An employee's access level can only be changed if authorized by his department. If an employee personally requests access to a particular area, his or her departmental authority must send a confirmation, via e-mail, to security. To keep the system under control, security is in constant communication with CAE departmental authorities. The ability to print custom reports from the system comes in handy. Security prints out a list of the areas an employee has access to and sends it to all departments every month. Each department must update the list because of job changes and confirm that the employees' access is still required. The system can also provide time-and-attendance reports.
CAE's 17 guards have various levels of access to the system. It is password-protected, making it convenient for management to give guards entry to only necessary functions. According to Watson, the system's ease of use has made his staff more efficient. "It's a simple system. The guards at night aren't afraid of accessing the system to unlock doors or check access levels," he says.

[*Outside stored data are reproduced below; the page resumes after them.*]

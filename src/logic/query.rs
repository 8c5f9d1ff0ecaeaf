use bytes::Bytes;
use http::{HeaderMap, Method, StatusCode};
use log::debug;
use tokio_util::sync::CancellationToken;

use crate::error::{ClientError, Result};
use crate::logic::pipeline::{OperationRequest, Pipeline};
use crate::model::{
    DataServiceRequest, EntityDescriptor, EntityHandle, EntityStates, HasCore, MaterializedEntry,
    MergeOption, QueryOperationResponse, ResponseEventArgs,
};

/// Run one query outside of a batch.
pub async fn execute(
    pipeline: &Pipeline,
    query: &DataServiceRequest,
    cancel: &CancellationToken,
) -> Result<QueryOperationResponse> {
    let mut request = OperationRequest::new(Method::GET, pipeline.resolve(&query.uri)?.to_string(), None);
    pipeline.fire_request_events(&mut request, false);
    let response = pipeline.send(request, cancel).await?;

    pipeline.events.fire_receiving_response(&ResponseEventArgs {
        status_code: response.status_code,
        headers: response.headers.clone(),
        descriptor: None,
        is_batch_part: false,
    });

    if response.status_code == StatusCode::NOT_FOUND && pipeline.settings.ignore_resource_not_found {
        return Ok(QueryOperationResponse::empty(
            StatusCode::NOT_FOUND,
            response.headers,
            query.clone(),
        ));
    }
    if !response.is_success() {
        let error = pipeline.materializer.read_error(response.status_code, &response.body);
        return Err(error.into());
    }
    materialize(pipeline, query, response.status_code, &response.headers, &response.body)
}

/// Read a query response and merge its entries into the tracker.
pub fn materialize(
    pipeline: &Pipeline,
    query: &DataServiceRequest,
    status_code: StatusCode,
    response_headers: &HeaderMap,
    body: &Bytes,
) -> Result<QueryOperationResponse> {
    debug_assert!(status_code.is_success());
    let feed = pipeline
        .materializer
        .read_feed(body, &pipeline.settings.service_root)?;
    let merge_option = pipeline.settings.merge_option;

    let mut handles = Vec::new();
    if merge_option != MergeOption::NoTracking {
        for entry in &feed.entries {
            if let Some(handle) = merge_entry(pipeline, query, entry, merge_option)? {
                handles.push(handle);
            }
        }
    }
    debug!(
        "materialized {} entries from {} ({} tracked)",
        feed.entries.len(),
        query.uri,
        handles.len()
    );

    Ok(QueryOperationResponse {
        status_code,
        headers: response_headers.clone(),
        query: query.clone(),
        entries: feed.entries,
        handles,
        count: feed.count,
        next_link: feed.next_link,
        error: None,
    })
}

fn merge_entry(
    pipeline: &Pipeline,
    query: &DataServiceRequest,
    entry: &MaterializedEntry,
    merge_option: MergeOption,
) -> Result<Option<EntityHandle>> {
    let tracker = &pipeline.tracker;
    let Some(identity) = entry.identity.as_ref() else {
        return Ok(None);
    };

    if let Some(existing) = tracker.try_get_entity_by_identity(identity) {
        let mut entity = existing.write();
        let replace = match merge_option {
            MergeOption::OverwriteChanges => true,
            MergeOption::PreserveChanges => entity.state() == EntityStates::Unchanged,
            _ => false,
        };
        if replace {
            let handle = entity.handle();
            let type_name = entity.entity().type_name.clone();
            let from_response = EntityDescriptor::from_entry(handle, &type_name, entry);
            entity.merge_properties(&entry.properties, true);
            entity.merge_info(&from_response, merge_option);
            entity.set_state(EntityStates::Unchanged);
            entity.properties_to_serialize.clear();
        }
        return Ok(Some(entity.handle()));
    }

    let type_name = entry
        .type_name
        .as_deref()
        .map(|name| registered_type_name(pipeline, name))
        .or_else(|| query.element_type.clone())
        .ok_or_else(|| {
            ClientError::Argument(format!(
                "the type of the entry '{}' is unknown; give the query an element type",
                identity
            ))
        })?;
    let mut descriptor = EntityDescriptor::from_entry(tracker.next_handle(), &type_name, entry);
    let entity_set = tracker
        .model()
        .try_get(&type_name)
        .and_then(|info| info.entity_set.clone());
    descriptor.set_entity_set(entity_set);
    let attached = tracker.internal_attach_entity_descriptor(descriptor, false)?;
    let handle = attached.read().handle();
    Ok(Some(handle))
}

/// Map a qualified `Namespace.Type` name onto a registered type name.
fn registered_type_name(pipeline: &Pipeline, name: &str) -> String {
    let model = pipeline.tracker.model();
    if model.try_get(name).is_some() {
        return name.to_string();
    }
    match name.rsplit_once('.') {
        Some((_, local)) if model.try_get(local).is_some() => local.to_string(),
        _ => name.to_string(),
    }
}
use bytes::{BufMut, Bytes, BytesMut};
use http::{HeaderMap, Method, StatusCode};
use uuid::Uuid;

use crate::error::{ClientError, Result};
use crate::model::request::headers;

const CRLF: &str = "\r\n";

// MIME headers of the multipart framing itself.
const PART_CONTENT_TYPE: &str = "Content-Type";
const PART_TRANSFER_ENCODING: &str = "Content-Transfer-Encoding";
const PART_CONTENT_ID: &str = "Content-ID";

/// One HTTP request inside a batch body.
#[derive(Debug, Clone, PartialEq)]
pub struct BatchOperation {
    pub method: Method,
    /// Absolute URI, or `$<content-id>` for an entity created earlier in the
    /// same changeset.
    pub uri: String,
    pub headers: HeaderMap,
    pub content_id: Option<String>,
    pub body: Option<Bytes>,
}

impl BatchOperation {
    pub fn new(method: Method, uri: impl Into<String>) -> Self {
        Self {
            method,
            uri: uri.into(),
            headers: HeaderMap::new(),
            content_id: None,
            body: None,
        }
    }
}

#[derive(Debug, Clone, Copy, PartialEq, Eq)]
enum WriterState {
    Batch,
    Changeset,
}

/// Writes a `multipart/mixed` batch message.
///
/// Requests and responses share the same framing, so the writer also
/// produces response bodies; the test transports rely on that.
#[derive(Debug)]
pub struct BatchWriter {
    batch_boundary: String,
    changeset_boundary: Option<String>,
    state: WriterState,
    buf: BytesMut,
    operations: usize,
}

impl Default for BatchWriter {
    fn default() -> Self {
        Self::new()
    }
}

impl BatchWriter {
    pub fn new() -> Self {
        Self::with_boundary(format!("batch_{}", Uuid::new_v4()))
    }

    pub fn with_boundary(boundary: impl Into<String>) -> Self {
        Self {
            batch_boundary: boundary.into(),
            changeset_boundary: None,
            state: WriterState::Batch,
            buf: BytesMut::new(),
            operations: 0,
        }
    }

    pub fn boundary(&self) -> &str {
        &self.batch_boundary
    }

    /// Value of the `Content-Type` header of the batch message.
    pub fn content_type(&self) -> String {
        format!("multipart/mixed; boundary={}", self.batch_boundary)
    }

    pub fn operation_count(&self) -> usize {
        self.operations
    }

    pub fn start_changeset(&mut self) -> Result<()> {
        if self.state == WriterState::Changeset {
            return Err(ClientError::invalid_operation(
                "a changeset cannot be started inside another changeset",
            ));
        }
        let boundary = format!("changeset_{}", Uuid::new_v4());
        self.put_line(&format!("--{}", self.batch_boundary));
        self.put_line(&format!(
            "{}: multipart/mixed; boundary={}",
            PART_CONTENT_TYPE, boundary
        ));
        self.put_line("");
        self.changeset_boundary = Some(boundary);
        self.state = WriterState::Changeset;
        Ok(())
    }

    pub fn end_changeset(&mut self) -> Result<()> {
        let Some(boundary) = self.changeset_boundary.take() else {
            return Err(ClientError::invalid_operation(
                "no changeset is open",
            ));
        };
        self.put_line(&format!("--{}--", boundary));
        self.state = WriterState::Batch;
        Ok(())
    }

    pub fn write_request(&mut self, operation: &BatchOperation) -> Result<()> {
        if self.state == WriterState::Changeset && operation.method == Method::GET {
            return Err(ClientError::invalid_operation(
                "a query cannot be part of a changeset",
            ));
        }
        self.start_part(operation.content_id.as_deref());
        self.put_line(&format!("{} {} HTTP/1.1", operation.method, operation.uri));
        self.finish_part(&operation.headers, operation.body.as_ref());
        Ok(())
    }

    pub fn write_response(
        &mut self,
        status_code: StatusCode,
        headers: &HeaderMap,
        content_id: Option<&str>,
        body: Option<&Bytes>,
    ) -> Result<()> {
        self.start_part(content_id);
        self.put_line(&format!(
            "HTTP/1.1 {} {}",
            status_code.as_str(),
            status_code.canonical_reason().unwrap_or("Status")
        ));
        self.finish_part(headers, body);
        Ok(())
    }

    /// Close the batch and hand back the encoded message.
    pub fn finish(mut self) -> Result<Bytes> {
        if self.state == WriterState::Changeset {
            return Err(ClientError::invalid_operation(
                "the batch cannot be closed while a changeset is open",
            ));
        }
        self.put_line(&format!("--{}--", self.batch_boundary));
        Ok(self.buf.freeze())
    }

    fn start_part(&mut self, content_id: Option<&str>) {
        let boundary = match &self.changeset_boundary {
            Some(changeset) => changeset.clone(),
            None => self.batch_boundary.clone(),
        };
        self.put_line(&format!("--{}", boundary));
        self.put_line(&format!("{}: application/http", PART_CONTENT_TYPE));
        self.put_line(&format!("{}: binary", PART_TRANSFER_ENCODING));
        if let Some(id) = content_id {
            self.put_line(&format!("{}: {}", PART_CONTENT_ID, id));
        }
        self.put_line("");
        self.operations += 1;
    }

    fn finish_part(&mut self, part_headers: &HeaderMap, body: Option<&Bytes>) {
        for (name, value) in part_headers {
            self.buf.put_slice(name.as_str().as_bytes());
            self.buf.put_slice(b": ");
            self.buf.put_slice(value.as_bytes());
            self.buf.put_slice(CRLF.as_bytes());
        }
        if let Some(body) = body {
            if !part_headers.contains_key(headers::CONTENT_LENGTH) {
                self.put_line(&format!("{}: {}", headers::CONTENT_LENGTH, body.len()));
            }
        }
        self.put_line("");
        if let Some(body) = body {
            self.buf.put_slice(body);
            self.buf.put_slice(CRLF.as_bytes());
        }
    }

    fn put_line(&mut self, line: &str) {
        self.buf.put_slice(line.as_bytes());
        self.buf.put_slice(CRLF.as_bytes());
    }
}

The security department's future plans call for an upgraded matrix system to automate camera functions so that when a door is open, the camera will switch on. Currently, 115 cameras are placed at or near doors. When an alarm occurs, the guard identifies the location by looking at the monitors, which are split into 16 camera views.
With the addition of technology, CAE has saved money in several ways. Security reduced staff from 28 to 17. With state-of-the-art security equipment and a well-trained, dedicated guard force, CAE's security is able to deliver a higher level of professional service.

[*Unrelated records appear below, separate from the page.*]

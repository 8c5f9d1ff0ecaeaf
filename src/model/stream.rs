use http::HeaderMap;
use std::fmt;
use std::io::Read;
use url::Url;

use crate::model::common::{EntityHandle, EntityStates, MergeOption};
use crate::model::descriptor::{DescriptorCore, HasCore};

/// Headers sent along with a media resource.
#[derive(Debug, Clone, Default, PartialEq)]
pub struct DataServiceRequestArgs {
    pub content_type: Option<String>,
    pub slug: Option<String>,
    pub headers: HeaderMap,
}

impl DataServiceRequestArgs {
    pub fn with_content_type(content_type: impl Into<String>) -> Self {
        Self {
            content_type: Some(content_type.into()),
            ..Self::default()
        }
    }
}

/// Stream handed to the context to be uploaded on the next save.
pub struct DataServiceSaveStream {
    pub stream: Box<dyn Read + Send + Sync>,
    pub args: DataServiceRequestArgs,
}

impl DataServiceSaveStream {
    pub fn new(stream: Box<dyn Read + Send + Sync>, args: DataServiceRequestArgs) -> Self {
        Self { stream, args }
    }

    pub fn from_bytes(bytes: Vec<u8>, args: DataServiceRequestArgs) -> Self {
        Self::new(Box::new(std::io::Cursor::new(bytes)), args)
    }
}

impl fmt::Debug for DataServiceSaveStream {
    fn fmt(&self, f: &mut fmt::Formatter<'_>) -> fmt::Result {
        f.debug_struct("DataServiceSaveStream")
            .field("args", &self.args)
            .finish_non_exhaustive()
    }
}

/// Stream metadata read from a response and not merged yet.
#[derive(Debug, Clone, Default, PartialEq)]
pub struct TransientStreamInfo {
    pub edit_link: Option<Url>,
    pub self_link: Option<Url>,
    pub content_type: Option<String>,
    pub etag: Option<String>,
}

/// Default (media resource) or named stream of an entity.
#[derive(Debug)]
pub struct StreamDescriptor {
    core: DescriptorCore,
    entity: EntityHandle,
    name: Option<String>,
    pub edit_link: Option<Url>,
    pub self_link: Option<Url>,
    pub content_type: Option<String>,
    pub etag: Option<String>,
    pub save_stream: Option<DataServiceSaveStream>,
    transient: Option<TransientStreamInfo>,
}

impl StreamDescriptor {
    pub fn new_default(entity: EntityHandle) -> Self {
        Self::new(entity, None)
    }

    pub fn new_named(entity: EntityHandle, name: impl Into<String>) -> Self {
        Self::new(entity, Some(name.into()))
    }

    fn new(entity: EntityHandle, name: Option<String>) -> Self {
        Self {
            core: DescriptorCore::new(EntityStates::Unchanged),
            entity,
            name,
            edit_link: None,
            self_link: None,
            content_type: None,
            etag: None,
            save_stream: None,
            transient: None,
        }
    }

    pub fn entity(&self) -> EntityHandle {
        self.entity
    }

    /// `None` for the default stream.
    pub fn name(&self) -> Option<&str> {
        self.name.as_deref()
    }

    pub fn stage_transient(&mut self, info: TransientStreamInfo) {
        let staged = self.transient.get_or_insert_with(TransientStreamInfo::default);
        if info.edit_link.is_some() {
            staged.edit_link = info.edit_link;
        }
        if info.self_link.is_some() {
            staged.self_link = info.self_link;
        }
        if info.content_type.is_some() {
            staged.content_type = info.content_type;
        }
        if info.etag.is_some() {
            staged.etag = info.etag;
        }
    }

    /// Fold staged response metadata into the descriptor. AppendOnly keeps a
    /// known etag.
    pub fn merge_transient(&mut self, merge_option: MergeOption) {
        let Some(info) = self.transient.take() else {
            return;
        };
        self.merge_info(info, merge_option);
    }

    pub fn merge_info(&mut self, info: TransientStreamInfo, merge_option: MergeOption) {
        if info.edit_link.is_some() {
            self.edit_link = info.edit_link;
        }
        if info.self_link.is_some() {
            self.self_link = info.self_link;
        }
        if info.content_type.is_some() {
            self.content_type = info.content_type;
        }
        if info.etag.is_some() && (merge_option != MergeOption::AppendOnly || self.etag.is_none()) {
            self.etag = info.etag;
        }
    }

    pub fn has_transient(&self) -> bool {
        self.transient.is_some()
    }
}

impl HasCore for StreamDescriptor {
    fn core(&self) -> &DescriptorCore {
        &self.core
    }

    fn core_mut(&mut self) -> &mut DescriptorCore {
        &mut self.core
    }
}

And it shows on the bottom line.
Outgrowing the "cop" image
Upgrading its electronic security system was an important component in the CAE security department's quest to earn more respect among employees. Security set out to change the company 'cop' image and become a group that contributes to the company's successful operation.
The department's new charter was put to the test when employees were first faced with using the high-security gates and card readers. It represented a change in employee culture. Some employees had been at CAE for 25 years, and now security was asking for a badge. Some employees were not receptive to the newly tightened security measures.
CAE approached the challenge by gradually phasing in the new system. This helped ease the employees' apprehension while letting them know that the security department respected their concerns. When the gates were first installed, they were left open and non-functional for a week to allow employees to become accustomed to the new equipment. They were made functional the following week, but it wasn't mandatory that employees use them until the third week.
During this orientation period, a TV monitor and VCR were installed at each entrance so that employees could watch a video from Automatic Systems America Inc. that explained the gate system's operation and showed how the system is used at other organizations.
Once the system was fully functional, management spent time at the entrances in the rush hours to show support for the system.
Extra services currently provided to employees include jump-starting cars when batteries die, unlocking locked vehicles, providing a shuttle service in bad weather from the parking to the entrance doors and offering to escort employees to their cars at night. The security staff is also trained in first aid and emergency response.
The respect earned from this extra effort has paid off. According to Gingras, "Over the years we've provided a professional service to employees and management. In the process, we've earned their trust. It has made our job a lot easier."